There are many medications available to treat depression and anxiety, including tricyclic antidepressants, selective serotonin reuptake inhibitors and selective norepinephrine reuptake inhibitors, among others. Adverse effects, including anticholinergic effects, weight gain, increased appetite, sexual dysfunction and cardiovascular effects are concerns. It is also important to taper down dosages gradually and to educate patients that full therapeutic effects of many antidepressants may take up to six weeks, Dr. Arnold said. Patients should be maintained on antidepressants for one year after remission of symptoms, she added.
Nonpharmacologic interventions may also help patients who experience pain and depression. Approaches include mindful meditation and emotion-regulation therapy, Dr. Arnold said. “Medications will alleviate symptoms, but will not help people deal with their emotional problems.”
Bipolar disorder (BPD) is another common syndrome, and when it is comorbid with fibromyalgia, there might be increased suicide risk, Dr. Arnold said. Screening tests help identify BPD. “Anytime someone [says] an antidepressant made their mood worse, that is a red flag for bipolar disorder,” she said.

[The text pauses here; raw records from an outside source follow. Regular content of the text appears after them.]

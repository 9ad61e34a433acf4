//! Error types for the core library.

use thiserror::Error;

use crate::service::TransportError;

/// Errors that can occur while dispatching mail.
#[derive(Debug, Error)]
pub enum Error {
    /// The message could not be built.
    #[error("Message build error: {0}")]
    Build(#[from] mimepost_mime::Error),

    /// The transport failed to deliver the message.
    #[error("Transport error: {0}")]
    Transport(#[from] TransportError),

    /// Serialization/deserialization error.
    #[error("Serialization error: {0}")]
    Serde(#[from] serde_json::Error),

    /// Configuration error.
    #[error("Configuration error: {0}")]
    Config(String),
}

/// Broad classification of an [`Error`].
#[derive(Debug, Clone, Copy, PartialEq, Eq)]
pub enum ErrorKind {
    /// Attachment path is outside the attachment root.
    InvalidAttachmentPath,
    /// Neither body was supplied.
    EmptyBody,
    /// Attachment file could not be read.
    AttachmentRead,
    /// Message assembly failed.
    MimeBuild,
    /// Delivery failed.
    Transport,
    /// Configuration is missing or invalid.
    Config,
}

impl Error {
    /// Classifies the error.
    #[must_use]
    pub const fn kind(&self) -> ErrorKind {
        match self {
            Self::Build(mimepost_mime::Error::InvalidAttachmentPath { .. }) => {
                ErrorKind::InvalidAttachmentPath
            }
            Self::Build(mimepost_mime::Error::EmptyBody) => ErrorKind::EmptyBody,
            Self::Build(mimepost_mime::Error::AttachmentRead { .. }) => ErrorKind::AttachmentRead,
            Self::Build(_) => ErrorKind::MimeBuild,
            Self::Transport(_) => ErrorKind::Transport,
            Self::Serde(_) | Self::Config(_) => ErrorKind::Config,
        }
    }

    /// Returns true if sending the same message again may succeed.
    ///
    /// Only connection failures and transient (4xx) server replies qualify;
    /// caller input errors never do.
    #[must_use]
    pub const fn is_retryable(&self) -> bool {
        match self {
            Self::Transport(err) => err.is_retryable(),
            _ => false,
        }
    }
}

/// Result type alias using our Error type.
pub type Result<T> = std::result::Result<T, Error>;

In chronic pain patients, predictors of suicide include poor sleep quality, use of illicit drugs, use of antidepressants, and being unemployed or on disability, Dr. Arnold said. Suicide-screening tests are useful in identifying high risk. “Patients will tell you whether they have suicidal [tendencies] or not.”
Severe mood disorders are common in patients with rheumatic disease, and referral to psychiatric professionals may be necessary, Dr. Arnold concluded. Routine screening will help identify patients who may have comorbid psychiatric disorders, leading to faster treatment to alleviate symptoms and manage the patient’s disease more effectively.
Susan Bernstein is a writer based in Atlanta.